Prompt —
The lines from the start of the data through the line with "floor(raw * pct" are to be returned verbatim; all later lines are to be omitted.

(Stored data entries)
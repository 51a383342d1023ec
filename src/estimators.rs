//! Read-only queries over the store: DPS table, hit rates and per-target
//! snapshots for whatever presentation sits on top.

use std::collections::{BTreeMap, BTreeSet};

use serde::Serialize;

use crate::models::stats::{calculate_dps, elapsed_seconds};
use crate::models::{AcEstimate, CombatEvent, DpsAccumulator, DpsMode, SaveRecord, TargetProfile};
use crate::store::{EventStore, StoreView};

/// Reverse of the engine's reduction: the share of the raw hit that was
/// absorbed, rounded to a whole percent.
pub fn immunity_percentage(max_damage: u32, max_absorbed: u32) -> Option<u8> {
    let raw = u64::from(max_damage) + u64::from(max_absorbed);
    if raw == 0 {
        return None;
    }
    let pct = (u64::from(max_absorbed) as f64 * 100.0 / raw as f64).round();
    Some(pct.clamp(0.0, 100.0) as u8)
}

/// The smallest whole percent for which the engine's own reduction,
/// `max(1, floor(raw * pct / 100))`, absorbs exactly `max_absorbed` of the raw
/// hit. `None` when no percent reproduces the pair, which usually means the
/// two numbers came from different hits.
pub fn engine_immunity_percentage(max_damage: u32, max_absorbed: u32) -> Option<u8> {
    let raw = u64::from(max_damage) + u64::from(max_absorbed);
    if raw == 0 {
        return None;
    }
    if max_absorbed == 0 {
        return Some(0);
    }
    (1..=100u8).find(|pct| (raw * u64::from(*pct) / 100).max(1) == u64::from(max_absorbed))
}

#[derive(Debug, Clone, PartialEq, Serialize)]
pub struct TypeDps {
    pub damage_type: String,
    pub total: u64,
    pub dps: f64,
}

#[derive(Debug, Clone, PartialEq, Serialize)]
pub struct DpsRow {
    pub actor: String,
    pub total_damage: u64,
    pub elapsed_secs: i64,
    pub dps: f64,
    /// `None` until the actor has rolled at least one attack.
    pub hit_rate: Option<f64>,
    pub by_type: Vec<TypeDps>,
}

/// One row per damage-dealing actor, highest DPS first.
///
/// Only the current epoch counts. With a `target_filter`, totals and first
/// timestamps only count damage against that target; the end of the window is
/// always the most recent damage anyone dealt.
pub fn dps_table(store: &EventStore, mode: DpsMode, target_filter: Option<&str>) -> Vec<DpsRow> {
    store.with_view(|view| {
        let Some(last) = view.dps_global.last_damage_time else {
            return Vec::new();
        };

        let (global, per_actor) = match target_filter {
            Some(target) => accumulate_against(view, target),
            None => (view.dps_global.clone(), view.dps_by_actor.clone()),
        };

        let mut rows: Vec<DpsRow> = per_actor
            .into_iter()
            .filter_map(|(actor, acc)| {
                let first = match mode {
                    DpsMode::PerActor => acc.first_damage_time,
                    DpsMode::Global => global.first_damage_time,
                }?;
                let elapsed = elapsed_seconds(first, last);
                let hit_rate = hit_rate_in(view, &actor, target_filter);
                Some(build_row(actor, &acc, elapsed, hit_rate))
            })
            .collect();

        rows.sort_by(|a, b| b.dps.total_cmp(&a.dps).then_with(|| a.actor.cmp(&b.actor)));
        rows
    })
}

/// Party-wide DPS over the global window.
pub fn global_dps(store: &EventStore, target_filter: Option<&str>) -> Option<f64> {
    store.with_view(|view| {
        let last = view.dps_global.last_damage_time?;
        let global = match target_filter {
            Some(target) => accumulate_against(view, target).0,
            None => view.dps_global.clone(),
        };
        let first = global.first_damage_time?;
        Some(calculate_dps(global.total_damage, elapsed_seconds(first, last)))
    })
}

/// Percentage of an actor's attacks that hit, optionally against one target.
pub fn hit_rate(store: &EventStore, actor: &str, target: Option<&str>) -> Option<f64> {
    store.with_view(|view| hit_rate_in(view, actor, target))
}

/// Hit rate for every actor that has attacked.
pub fn hit_rates(store: &EventStore, target: Option<&str>) -> BTreeMap<String, f64> {
    store.with_view(|view| {
        view.by_actor
            .keys()
            .filter_map(|actor| hit_rate_in(view, actor, target).map(|rate| (actor.clone(), rate)))
            .collect()
    })
}

fn hit_rate_in(view: &StoreView<'_>, actor: &str, target: Option<&str>) -> Option<f64> {
    let events = view.by_actor.get(actor)?;
    let (mut attempts, mut hits) = (0u32, 0u32);
    for stored in events {
        let CombatEvent::Attack(attack) = &stored.event else {
            continue;
        };
        if target.is_some_and(|t| t != attack.target) {
            continue;
        }
        attempts += 1;
        if attack.outcome.is_hit() {
            hits += 1;
        }
    }
    (attempts > 0).then(|| f64::from(hits) / f64::from(attempts) * 100.0)
}

fn accumulate_against(view: &StoreView<'_>, target: &str) -> (DpsAccumulator, BTreeMap<String, DpsAccumulator>) {
    let mut global = DpsAccumulator::default();
    let mut per_actor: BTreeMap<String, DpsAccumulator> = BTreeMap::new();
    for stored in view.by_target.get(target).into_iter().flatten() {
        if stored.epoch != view.epoch {
            continue;
        }
        if let CombatEvent::Damage(damage) = &stored.event {
            global.record(damage.timestamp, damage.total, &damage.breakdown);
            per_actor
                .entry(damage.source.clone())
                .or_default()
                .record(damage.timestamp, damage.total, &damage.breakdown);
        }
    }
    (global, per_actor)
}

fn build_row(actor: String, acc: &DpsAccumulator, elapsed: i64, hit_rate: Option<f64>) -> DpsRow {
    let by_type = acc
        .damage_by_type
        .iter()
        .map(|(damage_type, total)| TypeDps {
            damage_type: damage_type.clone(),
            total: *total,
            dps: calculate_dps(*total, elapsed),
        })
        .collect();
    DpsRow {
        actor,
        total_damage: acc.total_damage,
        elapsed_secs: elapsed,
        dps: calculate_dps(acc.total_damage, elapsed),
        hit_rate,
        by_type,
    }
}

#[derive(Debug, Clone, PartialEq, Serialize)]
pub struct DamageTypeSnapshot {
    pub damage_type: String,
    /// Damage of the correlated hit behind `max_absorbed`.
    pub max_damage: Option<u32>,
    pub max_absorbed: Option<u32>,
    pub immunity_pct: Option<u8>,
    /// Same pair run through the engine's floor rule instead of rounding.
    pub engine_immunity_pct: Option<u8>,
    pub samples: u32,
    /// Largest single hit of this type, correlated or not.
    pub max_hit: Option<u32>,
}

#[derive(Debug, Clone, PartialEq, Serialize)]
pub struct TargetSnapshot {
    pub target: String,
    pub ac: AcEstimate,
    pub ac_display: String,
    pub attack_bonus: Option<i32>,
    pub ab_display: String,
    pub saves: SaveRecord,
    pub damage_types: Vec<DamageTypeSnapshot>,
}

impl TargetSnapshot {
    fn from_profile(target: &str, profile: &TargetProfile) -> Self {
        let ac = profile.ac.estimate();
        let attack_bonus = profile.attack_bonus.mode();

        let types: BTreeSet<&String> = profile
            .immunities
            .keys()
            .chain(profile.max_hit_by_type.keys())
            .collect();
        let damage_types = types
            .into_iter()
            .map(|damage_type| {
                let record = profile.immunities.get(damage_type);
                DamageTypeSnapshot {
                    damage_type: damage_type.clone(),
                    max_damage: record.map(|r| r.max_damage),
                    max_absorbed: record.map(|r| r.max_absorbed),
                    immunity_pct: record.and_then(|r| immunity_percentage(r.max_damage, r.max_absorbed)),
                    engine_immunity_pct: record
                        .and_then(|r| engine_immunity_percentage(r.max_damage, r.max_absorbed)),
                    samples: record.map_or(0, |r| r.samples),
                    max_hit: profile.max_hit_by_type.get(damage_type).copied(),
                }
            })
            .collect();

        TargetSnapshot {
            target: target.to_string(),
            ac,
            ac_display: ac.to_string(),
            attack_bonus,
            ab_display: attack_bonus.map_or_else(|| "-".to_string(), |ab| ab.to_string()),
            saves: profile.saves,
            damage_types,
        }
    }
}

pub fn target_snapshot(store: &EventStore, target: &str) -> Option<TargetSnapshot> {
    store.with_view(|view| {
        view.profiles
            .get(target)
            .map(|profile| TargetSnapshot::from_profile(target, profile))
    })
}

/// Snapshots for every known entity, sorted by name, or just the filtered one.
pub fn all_target_snapshots(store: &EventStore, target_filter: Option<&str>) -> Vec<TargetSnapshot> {
    store.with_view(|view| {
        let empty = TargetProfile::default();
        let names: BTreeSet<&String> = view.targets.iter().chain(view.profiles.keys()).collect();
        names
            .into_iter()
            .filter(|name| target_filter.is_none_or(|t| t == name.as_str()))
            .map(|name| TargetSnapshot::from_profile(name, view.profiles.get(name).unwrap_or(&empty)))
            .collect()
    })
}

Answer for this exercise —
repository 51a383342d1023ec
filename src/estimators.rs
//! Read-only queries over the store: DPS table, hit rates and per-target
//! snapshots for whatever presentation sits on top.

use std::collections::{BTreeMap, BTreeSet};

use serde::Serialize;

use crate::models::stats::{calculate_dps, elapsed_seconds};
use crate::models::{AcEstimate, CombatEvent, DpsAccumulator, DpsMode, SaveRecord, TargetProfile};
use crate::store::{EventStore, StoreView};

/// Reverse of the engine's reduction: the share of the raw hit that was
/// absorbed, rounded to a whole percent.
pub fn immunity_percentage(max_damage: u32, max_absorbed: u32) -> Option<u8> {
    let raw = u64::from(max_damage) + u64::from(max_absorbed);
    if raw == 0 {
        return None;
    }
    let pct = (u64::from(max_absorbed) as f64 * 100.0 / raw as f64).round();
    Some(pct.clamp(0.0, 100.0) as u8)
}

/// The smallest whole percent for which the engine's own reduction,
/// `max(1, floor(raw * pct / 100))`, absorbs exactly `max_absorbed` of the raw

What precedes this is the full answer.